Reinaldo comenta o pedido de afastamento

Por meio de sua página no Facebook, Reinaldo Nogueira comentou a polêmica. "Como todos os anos, em 2016 também tirei uns dias, para cuidar das minhas coisas particulares e tirar um tempo com a família. O que sobrar, é lógico, vou estar ajudando a organizar a campanha do nosso pré-candidato Nilson Gaspar", afirmou.

O prefeito revelou que, mesmo distante, estará acompanhando tudo. "Mesmo neste período - pouco tempo - em que o Dr. [Antonio Carlos] Pinheiro assume a Prefeitura, temos todo um corpo técnico de acompanhamento", garante. "Só para você ter uma ideia: posso acompanhar pelo meu celular todos os projetos que estão em andamento. Se atrasar algum, posso ligar para o Dr. Pinheiro, que também já vai estar sabendo, e dizer: olha, cobra tal secretário".

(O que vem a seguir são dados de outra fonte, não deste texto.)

//! Sends outbound requests and turns non-success statuses into [`Error`](crate::Error)s.

use std::pin::Pin;

use bytes::Bytes;
use futures::{Stream, StreamExt};
use reqwest::StatusCode;

use crate::error::{Result, map_http_status, map_reqwest_error};
use crate::request::OutboundRequest;

/// Raw response body chunks.
pub type ByteStream = Pin<Box<dyn Stream<Item = std::result::Result<Bytes, reqwest::Error>> + Send>>;

/// When [`Transport::send`] returns.
#[derive(Debug, Clone, Copy, PartialEq, Eq)]
pub enum CompletionMode {
    /// After the whole body has been read.
    Buffered,
    /// As soon as the status and headers arrive; the body is read later.
    Streaming,
}

/// A successful response.
#[derive(Debug)]
pub struct Inbound {
    status: StatusCode,
    body: InboundBody,
}

#[derive(Debug)]
enum InboundBody {
    Buffered(Bytes),
    Streaming(reqwest::Response),
}

impl Inbound {
    /// Response status (always 2xx).
    pub fn status(&self) -> StatusCode {
        self.status
    }

    /// Read the whole body. Its encoding is the decoder's concern.
    pub async fn bytes(self) -> Result<Bytes> {
        match self.body {
            InboundBody::Buffered(bytes) => Ok(bytes),
            InboundBody::Streaming(response) => response.bytes().await.map_err(map_reqwest_error),
        }
    }

    /// Consume the body incrementally.
    pub fn into_byte_stream(self) -> ByteStream {
        match self.body {
            InboundBody::Buffered(bytes) => {
                futures::stream::once(async move { Ok::<_, reqwest::Error>(bytes) }).boxed()
            }
            InboundBody::Streaming(response) => response.bytes_stream().boxed(),
        }
    }
}

/// HTTP transport. Cheap to clone; clones share one connection pool.
#[derive(Debug, Clone)]
pub struct Transport {
    http: reqwest::Client,
}

impl Transport {
    /// Wrap an existing HTTP client.
    pub fn new(http: reqwest::Client) -> Self {
        Self { http }
    }

    /// Send `request` once.
    ///
    /// 4xx responses fail with [`Error::Api`](crate::Error::Api), other
    /// non-success statuses with [`Error::HttpStatus`](crate::Error::HttpStatus).
    /// No retries.
    pub async fn send(&self, request: OutboundRequest, mode: CompletionMode) -> Result<Inbound> {
        tracing::debug!(method = %request.method(), url = %request.url(), ?mode, "sending request");

        let response = request
            .into_reqwest(&self.http)
            .send()
            .await
            .map_err(map_reqwest_error)?;

        let status = response.status();
        if !status.is_success() {
            let body = response.text().await.map_err(map_reqwest_error)?;
            tracing::debug!(%status, "request failed");
            return Err(map_http_status(status, &body));
        }

        let body = match mode {
            CompletionMode::Buffered => {
                InboundBody::Buffered(response.bytes().await.map_err(map_reqwest_error)?)
            }
            CompletionMode::Streaming => InboundBody::Streaming(response),
        };
        Ok(Inbound { status, body })
    }
}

Por fim, termina dizendo saber a razão de tanta polêmica. "Estou fazendo o que fiz todos esses anos. A polêmica é porque estamos em ano eleitoral", apontou. "Em ano eleitoral, a gente sabe que acontece de tudo: acusações, protestos, enfim, nós já estamos acostumados com isso. O mais importante é Indaiatuba sempre em primeiro lugar".

Declaração

Na semana passada, durante entrevista coletiva em que foi anunciado o desligamento de Nilson Alcides Gaspar da superintendência do Serviço Autônomo de Água e Esgotos (Saae). Na ocasião, ele disse que já pensava em uma licença para ajudar Gaspar no corpo a corpo, para campanha como pré-candidato à Prefeitura de Indaiatuba. "Aqui, o Gaspar tem um aliado, mesmo após as eleições. Assim como o Rogério [Nogueira, deputado estadual] estará próximo durante a campanha", declarou na coletiva.

Ainda na ocasião, ele havia ressaltado seu apoio ao pré-
candidato do PMDB para que o trabalho de seu grupo político possa ser continuado. "Hoje, meu maior medo é ver Indaiatuba cair nas mãos erradas. É só vermos a realidade de cidades vizinhas que apostaram na mudança", enfatizou. "Jundiaí vinha em uma trajetória de desenvolvimento, como a nossa, e agora está cheia de dívidas. Americana se transformou em um dos piores municípios da RMC (Região Metropolitana de Campinas). Podemos citar também Jaguariúna, que ainda não conseguiu se recuperar de uma gestão ruim, de Mogi Mirim, onde o prefeito não consegue sair às ruas, e Paulínia, uma força em termos orçamentários, que não consegue pagar seus fornecedores", revelou.